More and more enterprises are adopting data catalogs to be more data-driven and to provide more self-service. However, not all data catalogs are created equal. Organizations need deep cataloging when they build a data fabric. This is because, at its core, a data fabric is about eliminating human intervention as much as possible. Without deep cataloging, augmented (AI-based) orchestration is not feasible, and a data fabric cannot thus be weaved.
Deep cataloging should have three major capabilities:
Covering all types of technologies
A data fabric provides a holistic view of data across the IT landscape. In this design, a data catalog needs to cover all types of technologies. It must include not only databases, data warehouses, and data lakes, but also cloud resources, programing languages, APIs, ETL tools, and BI reporting products. Without this foundational capability, a data catalog is partial and passive. For example, if a catalog can handle only databases and BI reporting, it will need human intervention in cases like change management that may involve programming languages such as Java or Perl. This requirement of human efforts undermines the very concept of data fabric.
Applying quality and business policies and rules
Another trait of deep cataloging is its capability of automatically applying quality and business policies/rules. An enterprise data catalog should incorporate quality metrics and visualize quality scores at every step of the data supply chain. When you have thorough understanding of quality behind the assets, you can reduce costs by eliminating duplicated or unused data. In addition, together with data lineage, this dynamic understanding of data quality establishes trust. As a result, self-service becomes much more efficient.
What more, deep cataloging provides automatic mapping of assets to terms and associating business policies/rules. By doing so, organizations can enhance proactive data governance and enable better decision making. We can use a map analogy here: A map with street names and addresses is useful but not sufficient. You want to know traffic information, what are the traffic rules and what happens when rules are violated etc. Armed with such insights, authorities can make, change, and enforce traffic rules proactively; and travelers can find the best time and best route to get to a destination
By the same token, using deep cataloging, enterprises understand how data flows from source to target through various systems; how reliable their systems are; what policies and rules are in place for what assets; and how these policies and rules are enforced. With this knowledge, they can make sounder decisions based on facts.

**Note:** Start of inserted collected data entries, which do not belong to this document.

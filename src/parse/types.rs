//! Serde model of the workflow document.
//!
//! The whole point of this crate is repairing documents that violate the
//! schema, so the model is lenient for *absence*: everything the structure
//! validator can repair is an `Option`. Unknown fields are kept in flattened
//! maps so a fix cycle hands back the document without dropping anything.

use std::collections::BTreeMap;

use serde::{Deserialize, Serialize};
use serde_json::{Map, Value};

/// `source node id -> output slot name -> parallel groups -> targets`.
///
/// Multiple groups under one slot carry the branches of a multi-output node
/// (true/false of a conditional as group 0 / group 1).
pub type ConnectionMap = BTreeMap<String, PortMap>;
pub type PortMap = BTreeMap<String, Vec<ConnectionGroup>>;
pub type ConnectionGroup = Vec<ConnectionTarget>;

#[derive(Debug, Clone, PartialEq, Serialize, Deserialize)]
pub struct ConnectionTarget {
    pub node: String,
    #[serde(rename = "type", default = "default_slot_kind")]
    pub kind: String,
    #[serde(default)]
    pub index: u32,
}

fn default_slot_kind() -> String {
    "main".into()
}

impl ConnectionTarget {
    pub fn to_node(id: impl Into<String>) -> Self {
        ConnectionTarget {
            node: id.into(),
            kind: default_slot_kind(),
            index: 0,
        }
    }
}

#[derive(Debug, Clone, Default, Serialize, Deserialize)]
#[serde(rename_all = "camelCase")]
pub struct Workflow {
    #[serde(skip_serializing_if = "Option::is_none")]
    pub name: Option<String>,
    #[serde(default)]
    pub nodes: Vec<Node>,
    #[serde(skip_serializing_if = "Option::is_none")]
    pub connections: Option<ConnectionMap>,
    #[serde(skip_serializing_if = "Option::is_none")]
    pub active: Option<bool>,
    #[serde(skip_serializing_if = "Option::is_none")]
    pub settings: Option<Value>,
    #[serde(skip_serializing_if = "Option::is_none")]
    pub id: Option<String>,
    #[serde(skip_serializing_if = "Option::is_none")]
    pub meta: Option<Value>,
    #[serde(skip_serializing_if = "Option::is_none")]
    pub tags: Option<Value>,
    #[serde(flatten)]
    pub extra: Map<String, Value>,
}

#[derive(Debug, Clone, Default, Serialize, Deserialize)]
#[serde(rename_all = "camelCase")]
pub struct Node {
    #[serde(skip_serializing_if = "Option::is_none")]
    pub id: Option<String>,
    #[serde(skip_serializing_if = "Option::is_none")]
    pub name: Option<String>,
    #[serde(rename = "type", skip_serializing_if = "Option::is_none")]
    pub node_type: Option<String>,
    #[serde(skip_serializing_if = "Option::is_none")]
    pub type_version: Option<f64>,
    /// Canvas position. Length is validated separately so malformed arrays
    /// survive deserialization and can be repaired.
    #[serde(skip_serializing_if = "Option::is_none")]
    pub position: Option<Vec<f64>>,
    /// `None` is distinct from an empty map: a missing parameter object is a
    /// structural warning, an empty one may be a parameter error.
    #[serde(skip_serializing_if = "Option::is_none")]
    pub parameters: Option<Map<String, Value>>,
    #[serde(skip_serializing_if = "Option::is_none")]
    pub credentials: Option<Map<String, Value>>,
    #[serde(flatten)]
    pub extra: Map<String, Value>,
}

impl Node {
    pub fn id(&self) -> Option<&str> {
        self.id.as_deref().filter(|s| !s.is_empty())
    }

    pub fn name(&self) -> Option<&str> {
        self.name.as_deref().filter(|s| !s.is_empty())
    }

    pub fn node_type(&self) -> Option<&str> {
        self.node_type.as_deref().filter(|s| !s.is_empty())
    }

    /// X coordinate used by the positional heuristics. Nodes without a
    /// usable position sort first.
    pub fn x(&self) -> f64 {
        self.position
            .as_ref()
            .and_then(|p| p.first())
            .copied()
            .unwrap_or(0.0)
    }

    pub fn param(&self, name: &str) -> Option<&Value> {
        self.parameters.as_ref().and_then(|p| p.get(name))
    }

    pub fn param_str(&self, name: &str) -> Option<&str> {
        self.param(name).and_then(Value::as_str)
    }

    pub fn has_parameters(&self) -> bool {
        self.parameters.as_ref().is_some_and(|p| !p.is_empty())
    }

    pub fn has_credentials(&self) -> bool {
        self.credentials.as_ref().is_some_and(|c| !c.is_empty())
    }
}

impl Workflow {
    pub fn node_by_id(&self, id: &str) -> Option<&Node> {
        self.nodes.iter().find(|n| n.id() == Some(id))
    }

    pub fn node_ids(&self) -> std::collections::HashSet<&str> {
        self.nodes.iter().filter_map(Node::id).collect()
    }

    /// Nodes with ids, sorted by ascending x. Stable, so equal positions
    /// keep declaration order.
    pub fn nodes_by_x(&self) -> Vec<(&str, f64)> {
        let mut sorted: Vec<(&str, f64)> = self
            .nodes
            .iter()
            .filter_map(|n| n.id().map(|id| (id, n.x())))
            .collect();
        sorted.sort_by(|a, b| a.1.partial_cmp(&b.1).unwrap_or(std::cmp::Ordering::Equal));
        sorted
    }
}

Enabling collaboration and meeting the needs of all types of users
One of the key benefits and capabilities of deep cataloging is a platform for collaboration and a single model with multiple use cases.

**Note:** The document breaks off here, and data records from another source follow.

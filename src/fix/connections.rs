//! Connection auto-fix: dangling-reference removal followed by positional
//! reconnection heuristics.
//!
//! Repairs are sequenced so each stage works from a consistent view: prune,
//! re-analyze, then reconnect orphans, unreachable nodes, and silent
//! triggers, and finally sweep positionally-adjacent pairs that are still
//! isolated. Every added connection lands on the default `main` slot and is
//! idempotent over the `(source, slot, target)` triple.

use std::collections::HashSet;

use serde::Serialize;

use crate::analyze;
use crate::parse::types::{ConnectionMap, ConnectionTarget, PortMap, Workflow};
use crate::registry::NodeRegistry;

#[derive(Debug, Clone, Serialize)]
#[serde(rename_all = "camelCase")]
pub struct RemovedConnection {
    pub source: String,
    #[serde(skip_serializing_if = "Option::is_none")]
    pub slot: Option<String>,
    #[serde(skip_serializing_if = "Option::is_none")]
    pub target: Option<String>,
    pub reason: &'static str,
}

#[derive(Debug, Clone, Serialize)]
#[serde(rename_all = "camelCase")]
pub struct AddedConnection {
    pub source: String,
    pub target: String,
    pub reason: &'static str,
}

#[derive(Debug, Clone, Default, Serialize)]
#[serde(rename_all = "camelCase")]
pub struct ConnectionFixReport {
    pub removed: Vec<RemovedConnection>,
    pub added: Vec<AddedConnection>,
}

impl ConnectionFixReport {
    pub fn is_empty(&self) -> bool {
        self.removed.is_empty() && self.added.is_empty()
    }

    pub fn change_count(&self) -> usize {
        self.removed.len() + self.added.len()
    }
}

pub fn fix_connections(workflow: &mut Workflow) -> ConnectionFixReport {
    let mut report = ConnectionFixReport::default();
    let registry = NodeRegistry::global();

    let node_ids: HashSet<String> = workflow
        .node_ids()
        .into_iter()
        .map(String::from)
        .collect();

    // Stage 1: drop references to nodes that do not exist.
    let mut connections = workflow.connections.take().unwrap_or_default();
    remove_dangling(&mut connections, &node_ids, &mut report);
    workflow.connections = Some(connections);

    // Stage 2: a fresh analysis of the pruned graph drives the repairs.
    let analysis = analyze::analyze(workflow);
    let trigger_set: HashSet<&str> = analysis.trigger_nodes.iter().map(String::as_str).collect();
    let first_trigger = analysis.trigger_nodes.first().cloned();
    let sorted: Vec<(String, f64)> = workflow
        .nodes_by_x()
        .into_iter()
        .map(|(id, x)| (id.to_string(), x))
        .collect();
    let branching: HashSet<&str> = workflow
        .nodes
        .iter()
        .filter_map(|n| {
            let def = registry.get(n.node_type()?)?;
            def.is_branching().then(|| n.id()).flatten()
        })
        .collect();

    let mut connections = workflow.connections.take().unwrap_or_default();

    // Stage 3: reconnect orphans through their positional neighbors.
    for orphan in &analysis.orphaned_nodes {
        if trigger_set.contains(orphan.as_str()) {
            if let Some(succ) = successor_of(&sorted, orphan) {
                add_connection(&mut connections, orphan, &succ, "reconnect orphaned trigger", &mut report);
            }
        } else {
            if let Some(pred) = predecessor_of(&sorted, orphan) {
                add_connection(&mut connections, &pred, orphan, "reconnect orphaned node", &mut report);
            }
            if let Some(succ) = successor_of(&sorted, orphan) {
                add_connection(&mut connections, orphan, &succ, "reconnect orphaned node", &mut report);
            }
        }
    }

    // Stage 4: give unreachable nodes an upstream edge, falling back to the
    // first-declared trigger when nothing sits before them.
    for id in &analysis.unreachable_nodes {
        if let Some(pred) = predecessor_of(&sorted, id) {
            add_connection(&mut connections, &pred, id, "reconnect unreachable node", &mut report);
        } else if let Some(trigger) = &first_trigger {
            add_connection(&mut connections, trigger, id, "reconnect unreachable node", &mut report);
        }
    }

    // Stage 5: no trigger may remain without a downstream edge.
    for trigger in &analysis.trigger_nodes {
        if out_degree(&connections, trigger) == 0
            && let Some(succ) = successor_of(&sorted, trigger)
        {
            add_connection(&mut connections, trigger, &succ, "connect silent trigger", &mut report);
        }
    }

    // Stage 6: sequential sweep over adjacent pairs that are still isolated.
    // Branch-output predecessors are exempt: collapsing their slots into one
    // inferred successor would silently discard branch logic.
    for pair in sorted.windows(2) {
        let (current, next) = (pair[0].0.as_str(), pair[1].0.as_str());
        if has_edge(&connections, current, next)
            || trigger_set.contains(next)
            || branching.contains(current)
        {
            continue;
        }
        if out_degree(&connections, current) > 0 && in_degree(&connections, next) > 0 {
            continue;
        }
        add_connection(&mut connections, current, next, "sequential connection", &mut report);
    }

    workflow.connections = Some(connections);

    tracing::debug!(
        removed = report.removed.len(),
        added = report.added.len(),
        "connection auto-fix complete"
    );
    report
}

fn remove_dangling(
    connections: &mut ConnectionMap,
    node_ids: &HashSet<String>,
    report: &mut ConnectionFixReport,
) {
    connections.retain(|source, _| {
        let keep = node_ids.contains(source);
        if !keep {
            report.removed.push(RemovedConnection {
                source: source.clone(),
                slot: None,
                target: None,
                reason: "unknown source node",
            });
        }
        keep
    });

    for (source, ports) in connections.iter_mut() {
        for (slot, groups) in ports.iter_mut() {
            for targets in groups.iter_mut() {
                targets.retain(|target| {
                    let keep = node_ids.contains(&target.node);
                    if !keep {
                        report.removed.push(RemovedConnection {
                            source: source.clone(),
                            slot: Some(slot.clone()),
                            target: Some(target.node.clone()),
                            reason: "unknown target node",
                        });
                    }
                    keep
                });
            }
        }
    }
}

/// Smallest x strictly greater than the node's own, among all nodes.
fn successor_of(sorted: &[(String, f64)], id: &str) -> Option<String> {
    let x = sorted.iter().find(|(n, _)| n == id)?.1;
    sorted
        .iter()
        .find(|(_, other)| *other > x)
        .map(|(n, _)| n.clone())
}

/// Largest x strictly smaller than the node's own, among all nodes.
fn predecessor_of(sorted: &[(String, f64)], id: &str) -> Option<String> {
    let x = sorted.iter().find(|(n, _)| n == id)?.1;
    sorted
        .iter()
        .rev()
        .find(|(_, other)| *other < x)
        .map(|(n, _)| n.clone())
}

fn add_connection(
    connections: &mut ConnectionMap,
    source: &str,
    target: &str,
    reason: &'static str,
    report: &mut ConnectionFixReport,
) {
    if has_edge(connections, source, target) {
        return;
    }
    let groups = connections
        .entry(source.to_string())
        .or_default()
        .entry("main".to_string())
        .or_default();
    if groups.is_empty() {
        groups.push(Vec::new());
    }
    groups[0].push(ConnectionTarget::to_node(target));
    report.added.push(AddedConnection {
        source: source.to_string(),
        target: target.to_string(),
        reason,
    });
}

fn has_edge(connections: &ConnectionMap, source: &str, target: &str) -> bool {
    connections
        .get(source)
        .is_some_and(|ports| all_targets(ports).any(|t| t.node == target))
}

fn out_degree(connections: &ConnectionMap, id: &str) -> usize {
    connections
        .get(id)
        .map(|ports| all_targets(ports).count())
        .unwrap_or(0)
}

fn in_degree(connections: &ConnectionMap, id: &str) -> usize {
    connections
        .values()
        .flat_map(all_targets)
        .filter(|t| t.node == id)
        .count()
}

fn all_targets(ports: &PortMap) -> impl Iterator<Item = &ConnectionTarget> {
    ports.values().flatten().flatten()
}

As part of an enterprise information intelligence graph, this data catalog facilitates communications between business and technical users. Powered by open APIs and integration with popular third-party platforms such as ServiceNow, this catalog bridges the gap between IT and business users.
No matter how complicated systems are, data flow is transparent for everybody to see in this data catalog. Enterprise segments/user personas see their view and how it relates to other views built upon the same model. Everybody can translate the information in his/her own and more meaningful way. For example, data stewards can set up policies and rules and exert control; and compliance officers can easily find the PII information and enforce rules and policies according to regulations. They can conduct all these activities independently, true instances of shadow IT.

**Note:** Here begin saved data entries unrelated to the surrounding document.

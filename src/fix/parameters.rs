//! Parameter auto-fill: registry defaults, keyword placeholder templates,
//! per-type corrective defaults, and node normalization.
//!
//! Mutates the workflow in place. Only absent/empty values are ever filled;
//! a value the author set is never overwritten, even a badly typed one.

use serde::Serialize;
use serde_json::{Map, Value, json};

use super::idgen::IdGenerator;
use crate::parse::types::{Node, Workflow};
use crate::registry::{NodeDefinition, NodeRegistry, ParamKind, node_types as t};

/// Default body inserted into code nodes with nothing configured.
pub const CODE_TEMPLATE: &str = "\
// Loop over input items and add a new field.
for (const item of $input.all()) {
  item.json.processed = true;
}

return $input.all();
";

#[derive(Debug, Clone, Serialize)]
#[serde(rename_all = "camelCase")]
pub struct ParameterChange {
    #[serde(skip_serializing_if = "Option::is_none")]
    pub node_id: Option<String>,
    #[serde(skip_serializing_if = "Option::is_none")]
    pub node_name: Option<String>,
    pub parameter: String,
    pub value: Value,
}

/// A repaired node or document field outside the parameter object.
#[derive(Debug, Clone, Serialize)]
#[serde(rename_all = "camelCase")]
pub struct FieldChange {
    #[serde(skip_serializing_if = "Option::is_none")]
    pub node_id: Option<String>,
    pub field: &'static str,
    pub value: Value,
}

#[derive(Debug, Clone, Default, Serialize)]
#[serde(rename_all = "camelCase")]
pub struct ParameterFixReport {
    pub filled: Vec<ParameterChange>,
    pub normalized: Vec<FieldChange>,
}

impl ParameterFixReport {
    pub fn is_empty(&self) -> bool {
        self.filled.is_empty() && self.normalized.is_empty()
    }

    pub fn change_count(&self) -> usize {
        self.filled.len() + self.normalized.len()
    }
}

pub fn fill_parameters(workflow: &mut Workflow, ids: &mut dyn IdGenerator) -> ParameterFixReport {
    let mut report = ParameterFixReport::default();
    let registry = NodeRegistry::global();

    normalize_document(workflow, ids, &mut report);

    for (index, node) in workflow.nodes.iter_mut().enumerate() {
        let def = node.node_type().and_then(|ty| registry.get(ty));

        if let Some(def) = def {
            if node.parameters.is_none() {
                node.parameters = Some(Map::new());
                report.normalized.push(FieldChange {
                    node_id: node.id().map(String::from),
                    field: "parameters",
                    value: json!({}),
                });
            }

            // Type-specific corrections first so they own their fields;
            // the generic schema pass fills whatever is still missing.
            apply_type_strategy(node, ids, &mut report);
            fill_from_schema(node, def, &mut report);
        }

        normalize_node(node, def, index, ids, &mut report);
    }

    tracing::debug!(
        filled = report.filled.len(),
        normalized = report.normalized.len(),
        "parameter auto-fill complete"
    );
    report
}

// ---------------------------------------------------------------------------
// Document-level repair of fixable structural findings
// ---------------------------------------------------------------------------

fn normalize_document(
    workflow: &mut Workflow,
    ids: &mut dyn IdGenerator,
    report: &mut ParameterFixReport,
) {
    if workflow.name.as_deref().is_none_or(str::is_empty) {
        workflow.name = Some("My workflow".into());
        record_doc(report, "name", json!("My workflow"));
    }
    if workflow.id.as_deref().is_none_or(str::is_empty) {
        let id = ids.next_id();
        record_doc(report, "id", json!(id));
        workflow.id = Some(id);
    }
    if workflow.active.is_none() {
        workflow.active = Some(false);
        record_doc(report, "active", json!(false));
    }
    if workflow.settings.is_none() {
        workflow.settings = Some(json!({}));
        record_doc(report, "settings", json!({}));
    }
}

fn record_doc(report: &mut ParameterFixReport, field: &'static str, value: Value) {
    report.normalized.push(FieldChange {
        node_id: None,
        field,
        value,
    });
}

// ---------------------------------------------------------------------------
// Schema-driven fill
// ---------------------------------------------------------------------------

fn fill_from_schema(node: &mut Node, def: &NodeDefinition, report: &mut ParameterFixReport) {
    let node_id = node.id().map(String::from);
    let node_name = node.name().map(String::from);
    let Some(params) = node.parameters.as_mut() else {
        return;
    };

    for spec in def.parameters.iter().filter(|p| p.required) {
        if !needs_fill(params.get(spec.name)) {
            continue;
        }
        let value = match spec.default {
            Some(default) => default.to_value(),
            None => synthetic_value(spec),
        };
        params.insert(spec.name.to_string(), value.clone());
        report.filled.push(ParameterChange {
            node_id: node_id.clone(),
            node_name: node_name.clone(),
            parameter: spec.name.to_string(),
            value,
        });
    }
}

fn needs_fill(value: Option<&Value>) -> bool {
    match value {
        None | Some(Value::Null) => true,
        Some(Value::String(s)) => s.is_empty(),
        Some(_) => false,
    }
}

fn synthetic_value(spec: &crate::registry::ParameterSpec) -> Value {
    match spec.kind {
        ParamKind::String => Value::String(
            spec.placeholder
                .map(String::from)
                .unwrap_or_else(|| string_placeholder(spec.name)),
        ),
        ParamKind::Number => json!(0),
        ParamKind::Boolean => json!(false),
        ParamKind::Options => Value::String(spec.options.first().copied().unwrap_or("").into()),
        ParamKind::Collection => json!({}),
    }
}

/// Keyword-to-template rules matched against the parameter's own name.
/// Order matters: the bare `id` class must come after the specific ones.
fn string_placeholder(name: &str) -> String {
    let key = name.to_ascii_lowercase();
    if key.contains("url") || key.contains("endpoint") {
        "={{ $json.url || \"https://example.com\" }}".into()
    } else if key.contains("email") || key.contains("recipient") || key.contains("sendto") {
        "={{ $json.email || \"user@example.com\" }}".into()
    } else if key.contains("channel") {
        "#general".into()
    } else if key.contains("subject") || key.contains("title") {
        "Automated workflow notification".into()
    } else if key.contains("message") || key.contains("text") || key.contains("content") {
        "={{ $json.message || \"Automated message\" }}".into()
    } else if key.contains("path") {
        "auto-generated-path".into()
    } else if key.contains("credential") || key.contains("token") || key.contains("secret") {
        "REPLACE_WITH_CREDENTIALS".into()
    } else if key.contains("id") {
        "={{ $json.id }}".into()
    } else {
        format!("={{{{ $json.{name} }}}}")
    }
}

// ---------------------------------------------------------------------------
// Corrective defaults for well-known node types
// ---------------------------------------------------------------------------

fn apply_type_strategy(
    node: &mut Node,
    ids: &mut dyn IdGenerator,
    report: &mut ParameterFixReport,
) {
    let Some(type_name) = node.node_type().map(String::from) else {
        return;
    };
    let node_id = node.id().map(String::from);
    let node_name = node.name().map(String::from);
    let Some(params) = node.parameters.as_mut() else {
        return;
    };

    let mut set = |params: &mut Map<String, Value>, name: &str, value: Value| {
        params.insert(name.to_string(), value.clone());
        report.filled.push(ParameterChange {
            node_id: node_id.clone(),
            node_name: node_name.clone(),
            parameter: name.to_string(),
            value,
        });
    };

    match type_name.as_str() {
        t::HTTP_REQUEST => {
            if needs_fill(params.get("method")) {
                set(params, "method", json!("GET"));
            }
        }
        t::WEBHOOK => {
            if needs_fill(params.get("httpMethod")) {
                set(params, "httpMethod", json!("POST"));
            }
            let blank_path = params
                .get("path")
                .and_then(Value::as_str)
                .is_none_or(|p| p.trim().is_empty());
            if blank_path {
                set(params, "path", json!(format!("webhook-{}", ids.suffix())));
            }
        }
        t::IF | t::FILTER => {
            let empty = match params.get("conditions") {
                None | Some(Value::Null) => true,
                Some(Value::Array(items)) => items.is_empty(),
                Some(Value::Object(map)) => map.is_empty(),
                Some(_) => false,
            };
            if empty {
                set(
                    params,
                    "conditions",
                    json!([{
                        "field": "={{ $json.status }}",
                        "operation": "equals",
                        "value": "success",
                    }]),
                );
            }
        }
        t::CODE => {
            let blank = params
                .get("jsCode")
                .and_then(Value::as_str)
                .is_none_or(|c| c.trim().is_empty());
            if blank {
                set(params, "jsCode", json!(CODE_TEMPLATE));
            }
        }
        _ => {}
    }
}

// ---------------------------------------------------------------------------
// Registry-independent node normalization
// ---------------------------------------------------------------------------

fn normalize_node(
    node: &mut Node,
    def: Option<&NodeDefinition>,
    index: usize,
    ids: &mut dyn IdGenerator,
    report: &mut ParameterFixReport,
) {
    if node.id().is_none() {
        let id = ids.next_id();
        node.id = Some(id.clone());
        report.normalized.push(FieldChange {
            node_id: Some(id.clone()),
            field: "id",
            value: json!(id),
        });
    }
    let node_id = node.id().map(String::from);

    if node.name().is_none() {
        let name = def.map(|d| d.display_name).unwrap_or("Unnamed Node");
        node.name = Some(name.into());
        report.normalized.push(FieldChange {
            node_id: node_id.clone(),
            field: "name",
            value: json!(name),
        });
    }

    if node.type_version.is_none() {
        node.type_version = Some(1.0);
        report.normalized.push(FieldChange {
            node_id: node_id.clone(),
            field: "typeVersion",
            value: json!(1),
        });
    }

    let position_ok = node.position.as_ref().is_some_and(|p| p.len() == 2);
    if !position_ok {
        // Staggered from the origin so positional heuristics keep working.
        let position = vec![250.0 + 200.0 * index as f64, 300.0];
        node.position = Some(position.clone());
        report.normalized.push(FieldChange {
            node_id: node_id.clone(),
            field: "position",
            value: json!(position),
        });
    }

    if node.parameters.is_none() {
        node.parameters = Some(Map::new());
        report.normalized.push(FieldChange {
            node_id,
            field: "parameters",
            value: json!({}),
        });
    }
}
use std::fmt;

use chrono::NaiveDate;
use serde::{Deserialize, Serialize};

// ---------------------------------------------------------------------------
// Observation — One (country, date) row of cumulative counts
// ---------------------------------------------------------------------------

#[derive(Debug, Clone, PartialEq, Eq, Serialize, Deserialize)]
pub struct Observation {
    pub country: String,
    pub date: NaiveDate,
    pub confirmed: u64,
    pub deaths: u64,
}

impl Observation {
    pub fn new(country: impl Into<String>, date: NaiveDate, confirmed: u64, deaths: u64) -> Self {
        Self {
            country: country.into(),
            date,
            confirmed,
            deaths,
        }
    }

    /// Read the cumulative count named by `field`.
    pub fn value(&self, field: Field) -> u64 {
        match field {
            Field::Confirmed => self.confirmed,
            Field::Deaths => self.deaths,
        }
    }
}

// ---------------------------------------------------------------------------
// Field — Which cumulative column an operation reads
// ---------------------------------------------------------------------------

#[derive(Debug, Clone, Copy, PartialEq, Eq, Hash, Serialize, Deserialize)]
#[serde(rename_all = "snake_case")]
pub enum Field {
    Confirmed,
    Deaths,
}

impl Field {
    /// Column name in the `observations` table.
    pub fn column(self) -> &'static str {
        match self {
            Field::Confirmed => "confirmed",
            Field::Deaths => "deaths",
        }
    }
}

impl fmt::Display for Field {
    fn fmt(&self, f: &mut fmt::Formatter<'_>) -> fmt::Result {
        f.write_str(self.column())
    }
}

A key difference between an active data catalog and a passive one is the ability to activate metadata. Embedded impact analysis is one of the features of an active data catalog or deep cataloging. This analysis shows the cause-and-effect, visualizing the consequences of any proposed changes. Cloud architect can use this analysis to make and execute data migration plans. Application developers can leverage it to do testing and prioritize resources.
As we can see, deep cataloging does not discriminate; all personas, business or technical, can benefit from it.
To sum up, deep cataloging, coupled with automation is an essential to building a data fabric. With broad technology coverage, automation, application of quality and other types of rules and policies, and versatility for all user personas, it enables enterprises to get the most value out of their data in a very short time.